Dalla giungla indocinese al mar dei Caraibi

Venate di lirismo romantico e di pathos espressionista, le due parabole d’amore e di morte che Arianna colloca nel passato storico fanno da contrappunto al realismo quasi naturalista dei suoi ricordi: Kaiki è il nome di una bambina vietnamita, simbolo incarnato dell’innocenza profanata dal furore bestiale della guerra, in un «cuore di tenebra» del Sud-Est asiatico in rivolta contro il colonialismo francese: «quando poi ci si incontrava – loro silenziosi come serpenti tra i rami frondosi, noi intruppati nel nostro marciare pieno di sussiego e di protervia – infuriavano carneficine spaventose: talvolta, svuotati i caricatori delle armi automatiche, si completava il lavoro all’arma bianca, con la baionetta o con il pugnale, tra grida soffocate e urla disumane che zittivano tutta l’infinita popolazione alata degli alberi generosi di nascondigli.

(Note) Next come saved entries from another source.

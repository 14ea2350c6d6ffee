// SPDX-License-Identifier: MIT OR Apache-2.0
//! The append-only audit log file.
//!
//! One compact canonical JSON object per line. Appends are serialized by a
//! mutex so readers only ever observe whole lines; line bytes are never
//! rewritten. Each line carries a strictly-increasing `seq` and a timestamp
//! that never regresses even if the wall clock does.

use crate::merkle::{ProofStep, merkle_root, proof_path};
use chrono::Utc;
use gwo_core::Event;
use serde::{Deserialize, Serialize};
use std::fs::{File, OpenOptions};
use std::io::{Read, Write};
use std::path::PathBuf;
use std::sync::Mutex;

/// Errors from audit log operations.
#[derive(Debug, thiserror::Error)]
pub enum AuditError {
    /// Filesystem failure.
    #[error("audit io: {0}")]
    Io(#[from] std::io::Error),
    /// A line could not be serialized.
    #[error("audit serde: {0}")]
    Serde(#[from] serde_json::Error),
    /// A proof was requested for a line that does not exist.
    #[error("audit index {index} out of range (log has {len} lines)")]
    OutOfRange {
        /// Requested index.
        index: usize,
        /// Number of lines in the current log generation.
        len: usize,
    },
    /// The appender lock was poisoned by a panicking writer.
    #[error("audit log lock poisoned")]
    Poisoned,
}

/// An inclusion proof for one audit line, as served over the API.
#[derive(Debug, Clone, PartialEq, Eq, Serialize, Deserialize)]
pub struct AuditProof {
    /// Merkle root over the current log generation.
    pub root: String,
    /// Index of the proven line.
    pub index: usize,
    /// Sibling path, bottom level first.
    pub path: Vec<ProofStep>,
    /// The proven line's exact bytes (without the newline).
    pub line: String,
}

struct Inner {
    path: PathBuf,
    file: File,
    rotate_bytes: u64,
    size: u64,
    seq: u64,
    last_ts_micros: i64,
}

/// Append-only audit log with size-based rotation.
///
/// When the current file would exceed the rotation limit it is renamed to
/// `<path>.1` (replacing any previous generation) and a fresh file starts.
/// `seq` keeps increasing across rotations; proof indexes are relative to
/// the current generation.
pub struct AuditLog {
    inner: Mutex<Inner>,
}

impl AuditLog {
    /// Open (or create) the audit log at `path`.
    ///
    /// Existing lines are scanned once to restore `seq` and the size
    /// counter.
    ///
    /// # Errors
    ///
    /// Filesystem failures.
    pub fn open(path: impl Into<PathBuf>, rotate_bytes: u64) -> Result<Self, AuditError> {
        let path = path.into();
        let mut existing = String::new();
        if let Ok(mut f) = File::open(&path) {
            f.read_to_string(&mut existing)?;
        }
        let seq = existing.lines().filter(|l| !l.trim().is_empty()).count() as u64;
        let size = existing.len() as u64;
        let file = OpenOptions::new().create(true).append(true).open(&path)?;
        Ok(Self {
            inner: Mutex::new(Inner {
                path,
                file,
                rotate_bytes,
                size,
                seq,
                last_ts_micros: 0,
            }),
        })
    }

    /// Append an event as one canonical line, returning its `seq`.
    ///
    /// The event's timestamp is replaced by the log's monotonic clock.
    ///
    /// # Errors
    ///
    /// Filesystem or serialization failures.
    pub fn append(&self, event: &Event) -> Result<u64, AuditError> {
        let mut inner = self.inner.lock().map_err(|_| AuditError::Poisoned)?;

        let now = Utc::now().timestamp_micros();
        let ts_micros = now.max(inner.last_ts_micros + 1);
        inner.last_ts_micros = ts_micros;
        let seq = inner.seq;
        inner.seq += 1;

        let mut value = serde_json::to_value(event)?;
        if let Some(obj) = value.as_object_mut() {
            obj.insert("seq".into(), serde_json::json!(seq));
            obj.insert("ts_micros".into(), serde_json::json!(ts_micros));
        }
        let line = serde_json::to_string(&value)?;

        if inner.size + line.len() as u64 + 1 > inner.rotate_bytes && inner.size > 0 {
            let rotated = rotated_path(&inner.path);
            std::fs::rename(&inner.path, rotated)?;
            inner.file = OpenOptions::new()
                .create(true)
                .append(true)
                .open(&inner.path)?;
            inner.size = 0;
        }

        writeln!(inner.file, "{line}")?;
        inner.file.flush()?;
        inner.size += line.len() as u64 + 1;
        Ok(seq)
    }

    /// All lines of the current generation, in append order.
    ///
    /// # Errors
    ///
    /// Filesystem failures.
    pub fn lines(&self) -> Result<Vec<String>, AuditError> {
        let inner = self.inner.lock().map_err(|_| AuditError::Poisoned)?;
        read_lines(&inner.path)
    }

    /// The most recent up-to-`n` lines, oldest first.
    ///
    /// # Errors
    ///
    /// Filesystem failures.
    pub fn tail(&self, n: usize) -> Result<Vec<String>, AuditError> {
        let mut lines = self.lines()?;
        if lines.len() > n {
            lines.drain(..lines.len() - n);
        }
        Ok(lines)
    }

    /// Merkle root over the current generation's lines.
    ///
    /// # Errors
    ///
    /// Filesystem failures.
    pub fn root(&self) -> Result<String, AuditError> {
        Ok(merkle_root(&self.lines()?))
    }

    /// Inclusion proof for line `index` of the current generation.
    ///
    /// # Errors
    ///
    /// [`AuditError::OutOfRange`] when fewer than `index + 1` lines exist.
    pub fn proof(&self, index: usize) -> Result<AuditProof, AuditError> {
        let lines = self.lines()?;
        let path = proof_path(&lines, index).ok_or(AuditError::OutOfRange {
            index,
            len: lines.len(),
        })?;
        Ok(AuditProof {
            root: merkle_root(&lines),
            index,
            path,
            line: lines[index].clone(),
        })
    }
}

fn rotated_path(path: &std::path::Path) -> PathBuf {
    let mut os = path.as_os_str().to_os_string();
    os.push(".1");
    PathBuf::from(os)
}

fn read_lines(path: &std::path::Path) -> Result<Vec<String>, AuditError> {
    match std::fs::read_to_string(path) {
        Ok(raw) => Ok(raw
            .lines()
            .filter(|l| !l.trim().is_empty())
            .map(str::to_string)
            .collect()),
        Err(e) if e.kind() == std::io::ErrorKind::NotFound => Ok(Vec::new()),
        Err(e) => Err(e.into()),
    }
}

#[cfg(test)]
mod tests {
    use super::*;
    use crate::merkle::verify_inclusion;
    use gwo_core::EventBody;
    use uuid::Uuid;

    fn event() -> Event {
        Event::now(EventBody::RunStart {
            run_id: Uuid::new_v4(),
            tenant: "public".into(),
        })
    }

    #[test]
    fn appends_are_sequential_canonical_lines() {
        let dir = tempfile::tempdir().unwrap();
        let log = AuditLog::open(dir.path().join("audit.jsonl"), u64::MAX).unwrap();
        assert_eq!(log.append(&event()).unwrap(), 0);
        assert_eq!(log.append(&event()).unwrap(), 1);

        let lines = log.lines().unwrap();
        assert_eq!(lines.len(), 2);
        for line in &lines {
            let v: serde_json::Value = serde_json::from_str(line).unwrap();
            assert_eq!(v["type"], "run_start");
            assert!(v["seq"].is_u64());
            assert!(v["ts_micros"].is_i64() || v["ts_micros"].is_u64());
        }
    }

    #[test]
    fn timestamps_never_regress() {
        let dir = tempfile::tempdir().unwrap();
        let log = AuditLog::open(dir.path().join("audit.jsonl"), u64::MAX).unwrap();
        for _ in 0..50 {
            log.append(&event()).unwrap();
        }
        let stamps: Vec<i64> = log
            .lines()
            .unwrap()
            .iter()
            .map(|l| {
                serde_json::from_str::<serde_json::Value>(l).unwrap()["ts_micros"]
                    .as_i64()
                    .unwrap()
            })
            .collect();
        assert!(stamps.windows(2).all(|w| w[0] < w[1]));
    }

    #[test]
    fn seq_resumes_after_reopen() {
        let dir = tempfile::tempdir().unwrap();
        let path = dir.path().join("audit.jsonl");
        {
            let log = AuditLog::open(&path, u64::MAX).unwrap();
            log.append(&event()).unwrap();
            log.append(&event()).unwrap();
        }
        let log = AuditLog::open(&path, u64::MAX).unwrap();
        assert_eq!(log.append(&event()).unwrap(), 2);
    }

    #[test]
    fn tail_returns_most_recent() {
        let dir = tempfile::tempdir().unwrap();
        let log = AuditLog::open(dir.path().join("audit.jsonl"), u64::MAX).unwrap();
        for _ in 0..5 {
            log.append(&event()).unwrap();
        }
        let tail = log.tail(2).unwrap();
        assert_eq!(tail.len(), 2);
        let v: serde_json::Value = serde_json::from_str(&tail[1]).unwrap();
        assert_eq!(v["seq"], 4);
    }

    #[test]
    fn proof_round_trip_over_file() {
        let dir = tempfile::tempdir().unwrap();
        let log = AuditLog::open(dir.path().join("audit.jsonl"), u64::MAX).unwrap();
        for _ in 0..5 {
            log.append(&event()).unwrap();
        }
        let proof = log.proof(3).unwrap();
        assert_eq!(proof.path.len(), 3);
        assert!(verify_inclusion(
            &proof.root,
            proof.line.as_bytes(),
            proof.index,
            &proof.path
        ));
    }

    #[test]
    fn proof_out_of_range() {
        let dir = tempfile::tempdir().unwrap();
        let log = AuditLog::open(dir.path().join("audit.jsonl"), u64::MAX).unwrap();
        log.append(&event()).unwrap();
        assert!(matches!(
            log.proof(1),
            Err(AuditError::OutOfRange { index: 1, len: 1 })
        ));
    }

    #[test]
    fn rotation_starts_fresh_generation() {
        let dir = tempfile::tempdir().unwrap();
        let path = dir.path().join("audit.jsonl");
        let log = AuditLog::open(&path, 256).unwrap();
        for _ in 0..20 {
            log.append(&event()).unwrap();
        }
        assert!(std::path::Path::new(&format!("{}.1", path.display())).exists());
        // seq stays monotonic across the rotation
        let lines = log.lines().unwrap();
        let first: serde_json::Value = serde_json::from_str(&lines[0]).unwrap();
        assert!(first["seq"].as_u64().unwrap() > 0);
    }
}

Ci si scannava con diligenza, sia da una parte che dall’altra, fino a che la schiera rimasta più esigua di numero, a un gesto di mano silenzioso di un comandante vietminh dall’uniforme di stampo cinese, o al mio perentorio comando di ritirata, cedeva il campo ai vincitori del momento. Il massacro svaniva in un attimo, così come si era acceso, sfumando nel lieve movimento di fronde che inghiottiva l’ultimo superstite in fuga.» Densa di echi conradiani, questa favola cupa si illumina nel finale con un anelito di riscatto del tutto inaspettato.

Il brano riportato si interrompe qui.